Minnesota’s deer czar, Leslie McInenly, knows that for a lot of hunters there can never be enough deer.
“It’s like me and chocolate,’’ she said.
But as the state launches a three-year process to reset its deer population — the first in nearly a decade — deer hunters won’t be the only ones at the table. There also will be white, red and jack pines, orchids and other wildflowers and all the species that depend on them.
The likely increased numbers of Minnesota’s favorite game animal will come at the peril of the state’s beloved pine trees and the native plants, insects and animals that live below them on the forest floor.
The state’s deer population exploded starting in the late 1990s, and, due largely to recent harsh winters, has since declined somewhat. But study after study shows that browsing by overabundant deer herds is crushing the biodiversity of northern and eastern forests. The threat they pose, say some forest ecologists, is greater than climate change.
In areas around Bemidji and Park Rapids, forest experts are projecting sizable loss of jack pine stands — partly because deer eat the new growth. With jack pine, red pine and the majestic white pine, any meaningful regeneration is now dependent on planting by hand or aerial seeding on prepared sites. Anti-browsing protections for the tiny trees and the cost of replanting stands that get wiped out by deer have made the process less successful and more expensive.
It’s a problem seen throughout the United States.
“We’ve already got more deer than the land can support,” said Gary Alt, a wildlife biologist now based in California who reduced Pennsylvania’s deer population to curtail the destruction of plant life that was harming that state’s $7 billion forest industry.
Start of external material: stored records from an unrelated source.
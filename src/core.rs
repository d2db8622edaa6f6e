//! Core types shared across the link-training components

/// Which half of the transceiver a sequencer or control word targets.
#[derive(Debug, Copy, Clone, PartialEq, Eq, Hash)]
pub enum Direction {
    Tx,
    Rx,
}

/// Cycles of a `freq` Hz clock spanning at least `seconds`.
///
/// Hardware dwell minimums are given as wall-clock times; sequencers
/// convert them to cycle counts of whatever clock drives them.
#[allow(clippy::cast_possible_truncation, clippy::cast_sign_loss)]
pub(crate) fn cycles_spanning(freq: f64, seconds: f64) -> u32 {
    (freq * seconds).ceil() as u32
}
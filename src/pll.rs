//! Channel PLL configuration search and per-divider CDR settings
//!
//! An invalid refclk/linerate pairing is a static design error, not a
//! runtime condition: it fails loudly here, at configuration time, and is
//! never retried.

use thiserror::Error;

#[derive(Debug, Error, PartialEq)]
pub enum Error {
    #[error("no PLL config found for {refclk_mhz:.2} MHz refclk / {linerate_gbps:.2} Gbps linerate")]
    NoConfig { refclk_mhz: f64, linerate_gbps: f64 },
    #[error("no CDR configuration for output divider {0}")]
    UnknownDivider(u8),
}

/// A validated channel-PLL divider set.
///
/// `linerate = 2 * vco_freq / d` with `vco_freq = clkin * n1 * n2 / m`.
#[derive(Debug, Clone, Copy, PartialEq)]
pub struct ChannelPllConfig {
    pub n1: u8,
    pub n2: u8,
    pub m: u8,
    pub d: u8,
    pub vco_freq: f64,
    pub clkin: f64,
    pub linerate: f64,
}

impl ChannelPllConfig {
    /// Search the divider space for a set hitting `linerate` from
    /// `refclk_freq`, with the VCO kept inside its 1.6-3.3 GHz range.
    pub fn compute(refclk_freq: f64, linerate: f64) -> Result<Self, Error> {
        for n1 in [4u8, 5] {
            for n2 in 1u8..=5 {
                for m in [1u8, 2] {
                    let vco_freq = refclk_freq * f64::from(n1) * f64::from(n2) / f64::from(m);
                    if !(1.6e9..=3.3e9).contains(&vco_freq) {
                        continue;
                    }
                    for d in [1u8, 2, 4, 8, 16] {
                        if vco_freq * 2.0 / f64::from(d) == linerate {
                            return Ok(Self {
                                n1,
                                n2,
                                m,
                                d,
                                vco_freq,
                                clkin: refclk_freq,
                                linerate,
                            });
                        }
                    }
                }
            }
        }
        Err(Error::NoConfig {
            refclk_mhz: refclk_freq / 1e6,
            linerate_gbps: linerate / 1e9,
        })
    }

    /// Frequency of the 20 bit word clock (one 8b/10b symbol pair per
    /// word) recovered from or transmitted at `linerate`.
    #[must_use]
    pub fn word_clk_freq(&self) -> f64 {
        self.linerate / 20.0
    }
}

/// Receiver CDR configuration words keyed by output divider.
///
/// These are per-family constant tables: configuration data, not behavior.
/// They are handed to the controller at construction instead of living as
/// module globals.
#[derive(Debug, Clone)]
pub struct CdrConfigTable {
    entries: Vec<(u8, u128)>,
}

impl CdrConfigTable {
    #[must_use]
    pub fn new(entries: Vec<(u8, u128)>) -> Self {
        Self { entries }
    }

    /// The stock table for the 7-series GTX below 6.6 Gbps.
    #[must_use]
    pub fn gtx_defaults() -> Self {
        Self::new(vec![
            (1, 0x0300_0023_ff10_4000_20),
            (2, 0x0300_0023_ff10_2000_20),
            (4, 0x0300_0023_ff10_1000_20),
            (8, 0x0300_0023_ff10_0800_20),
        ])
    }

    pub fn lookup(&self, d: u8) -> Result<u128, Error> {
        self.entries
            .iter()
            .find(|(div, _)| *div == d)
            .map(|(_, cfg)| *cfg)
            .ok_or(Error::UnknownDivider(d))
    }
}

#[cfg(test)]
mod tests {
    use super::*;

    #[test]
    fn test_compute_finds_known_config() {
        let cfg = ChannelPllConfig::compute(125e6, 2.5e9).unwrap();
        assert_eq!(cfg.vco_freq * 2.0 / f64::from(cfg.d), 2.5e9);
        assert!((1.6e9..=3.3e9).contains(&cfg.vco_freq));
        assert_eq!(
            f64::from(cfg.n1) * f64::from(cfg.n2) / f64::from(cfg.m) * 125e6,
            cfg.vco_freq
        );
        assert_eq!(cfg.word_clk_freq(), 125e6);
    }

    #[test]
    fn test_compute_rejects_impossible_linerate() {
        let err = ChannelPllConfig::compute(100e6, 3.0e9).unwrap_err();
        assert!(matches!(err, Error::NoConfig { .. }));
    }

    #[test]
    fn test_cdr_table_lookup() {
        let table = CdrConfigTable::gtx_defaults();
        assert_eq!(table.lookup(2).unwrap(), 0x0300_0023_ff10_2000_20);
        assert_eq!(table.lookup(16).unwrap_err(), Error::UnknownDivider(16));
    }
}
“If anything, it’s getting worse,” said Brian Palik, research ecologist for the U.S. Forest Service in Grand Rapids.
Between 1997 and 2006, Minnesota’s whitetail population soared from an estimated 733,000 to more than 1.1 million, prompting an outcry from foresters and ecologists that deer were wiping out the understory in the woods. The Department of Natural Resources responded by lowering deer density goals in many areas between 2005 and 2007. Increasing the legal take, especially for female deer, reduced the herd size, as planned. But recent harsh winters have crashed the population in some areas, leading to an outcry from hunters who complained at recent “listening sessions” that deer are too scarce. The 2013 hunting season produced a harvest of 172,000 deer, the lowest in 15 years.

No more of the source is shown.